*** Opening RECORDS FOR THIS TASK ***
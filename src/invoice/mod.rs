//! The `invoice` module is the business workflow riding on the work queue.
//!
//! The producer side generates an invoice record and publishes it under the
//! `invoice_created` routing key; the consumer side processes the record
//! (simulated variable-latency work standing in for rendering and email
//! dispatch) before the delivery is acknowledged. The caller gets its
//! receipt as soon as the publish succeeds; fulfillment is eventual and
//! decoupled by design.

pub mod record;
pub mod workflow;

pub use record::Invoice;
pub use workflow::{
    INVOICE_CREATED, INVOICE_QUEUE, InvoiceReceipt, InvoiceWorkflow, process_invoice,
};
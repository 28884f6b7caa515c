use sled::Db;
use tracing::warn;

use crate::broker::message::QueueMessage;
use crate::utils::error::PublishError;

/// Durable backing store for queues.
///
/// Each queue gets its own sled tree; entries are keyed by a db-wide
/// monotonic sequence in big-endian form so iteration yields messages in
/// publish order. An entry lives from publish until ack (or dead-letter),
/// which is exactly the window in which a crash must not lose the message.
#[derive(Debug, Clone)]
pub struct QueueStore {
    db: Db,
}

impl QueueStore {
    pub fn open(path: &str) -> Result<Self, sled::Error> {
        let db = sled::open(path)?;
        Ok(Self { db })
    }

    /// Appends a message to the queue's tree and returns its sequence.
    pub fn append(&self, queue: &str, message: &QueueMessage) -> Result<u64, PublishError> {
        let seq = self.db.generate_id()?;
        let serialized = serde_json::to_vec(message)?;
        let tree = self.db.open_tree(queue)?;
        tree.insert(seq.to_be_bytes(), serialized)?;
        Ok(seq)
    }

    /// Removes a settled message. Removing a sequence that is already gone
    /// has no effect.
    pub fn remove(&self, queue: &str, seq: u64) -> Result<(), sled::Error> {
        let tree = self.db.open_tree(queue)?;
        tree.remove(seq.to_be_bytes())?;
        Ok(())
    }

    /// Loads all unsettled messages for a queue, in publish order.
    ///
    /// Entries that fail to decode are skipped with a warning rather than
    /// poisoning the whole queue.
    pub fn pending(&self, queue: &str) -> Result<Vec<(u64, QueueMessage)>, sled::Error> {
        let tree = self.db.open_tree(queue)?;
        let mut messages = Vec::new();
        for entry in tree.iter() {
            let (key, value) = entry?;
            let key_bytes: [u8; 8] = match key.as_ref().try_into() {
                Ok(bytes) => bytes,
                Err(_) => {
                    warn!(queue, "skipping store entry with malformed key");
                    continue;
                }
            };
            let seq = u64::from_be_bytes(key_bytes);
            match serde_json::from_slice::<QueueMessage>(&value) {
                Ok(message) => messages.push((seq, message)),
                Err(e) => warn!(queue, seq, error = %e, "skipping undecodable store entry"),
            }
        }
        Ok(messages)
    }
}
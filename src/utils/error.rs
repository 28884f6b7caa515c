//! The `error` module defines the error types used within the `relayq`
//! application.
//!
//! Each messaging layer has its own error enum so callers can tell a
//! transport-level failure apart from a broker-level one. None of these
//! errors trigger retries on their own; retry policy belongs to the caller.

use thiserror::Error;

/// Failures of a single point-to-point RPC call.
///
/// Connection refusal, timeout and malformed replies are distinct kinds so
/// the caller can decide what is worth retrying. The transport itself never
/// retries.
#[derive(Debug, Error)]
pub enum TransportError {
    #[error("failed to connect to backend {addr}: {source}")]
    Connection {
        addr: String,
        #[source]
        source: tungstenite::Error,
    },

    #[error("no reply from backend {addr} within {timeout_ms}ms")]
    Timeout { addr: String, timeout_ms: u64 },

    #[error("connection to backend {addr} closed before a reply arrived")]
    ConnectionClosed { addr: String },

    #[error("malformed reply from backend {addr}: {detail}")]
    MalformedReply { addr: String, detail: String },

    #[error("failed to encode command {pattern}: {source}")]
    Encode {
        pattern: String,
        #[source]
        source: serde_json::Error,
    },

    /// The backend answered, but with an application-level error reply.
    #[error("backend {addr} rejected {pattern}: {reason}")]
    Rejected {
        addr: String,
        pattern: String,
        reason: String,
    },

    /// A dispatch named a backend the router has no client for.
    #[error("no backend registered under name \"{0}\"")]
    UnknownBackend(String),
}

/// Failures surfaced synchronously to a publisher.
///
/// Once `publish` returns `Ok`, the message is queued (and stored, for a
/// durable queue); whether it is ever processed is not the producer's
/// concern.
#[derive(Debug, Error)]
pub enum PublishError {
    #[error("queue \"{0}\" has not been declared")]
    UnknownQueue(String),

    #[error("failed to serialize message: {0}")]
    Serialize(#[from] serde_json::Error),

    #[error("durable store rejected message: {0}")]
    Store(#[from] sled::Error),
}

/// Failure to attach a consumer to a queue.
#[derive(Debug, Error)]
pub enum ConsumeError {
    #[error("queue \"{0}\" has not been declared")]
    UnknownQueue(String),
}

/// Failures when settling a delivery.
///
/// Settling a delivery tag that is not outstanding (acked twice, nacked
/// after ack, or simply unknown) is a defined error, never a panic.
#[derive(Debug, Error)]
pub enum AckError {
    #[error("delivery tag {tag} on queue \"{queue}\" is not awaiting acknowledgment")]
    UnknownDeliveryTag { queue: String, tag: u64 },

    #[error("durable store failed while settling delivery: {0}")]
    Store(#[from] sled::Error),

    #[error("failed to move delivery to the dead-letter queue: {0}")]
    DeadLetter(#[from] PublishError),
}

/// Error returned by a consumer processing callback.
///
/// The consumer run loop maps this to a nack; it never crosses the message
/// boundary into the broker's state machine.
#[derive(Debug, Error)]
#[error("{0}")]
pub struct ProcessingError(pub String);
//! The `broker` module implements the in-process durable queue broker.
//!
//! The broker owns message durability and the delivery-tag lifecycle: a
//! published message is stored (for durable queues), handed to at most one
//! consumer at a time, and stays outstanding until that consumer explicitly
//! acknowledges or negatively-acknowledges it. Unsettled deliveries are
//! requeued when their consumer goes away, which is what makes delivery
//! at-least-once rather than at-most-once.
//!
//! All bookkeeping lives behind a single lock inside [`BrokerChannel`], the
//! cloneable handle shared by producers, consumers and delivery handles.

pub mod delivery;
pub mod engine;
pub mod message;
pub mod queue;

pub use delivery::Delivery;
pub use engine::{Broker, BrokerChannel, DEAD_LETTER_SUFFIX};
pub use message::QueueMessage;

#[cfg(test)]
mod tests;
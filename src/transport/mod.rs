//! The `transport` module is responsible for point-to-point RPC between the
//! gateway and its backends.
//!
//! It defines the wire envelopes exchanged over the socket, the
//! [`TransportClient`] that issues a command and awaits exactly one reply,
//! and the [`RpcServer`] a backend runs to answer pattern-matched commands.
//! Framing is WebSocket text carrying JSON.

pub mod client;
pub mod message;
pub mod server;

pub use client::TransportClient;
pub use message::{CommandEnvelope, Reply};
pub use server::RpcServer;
*** Closing RECORDS FOR THIS TASK ***
**TASK BRIEF:** Say only how many lines above contain "messages", with no other words.

**YOUR RESPONSE:** 5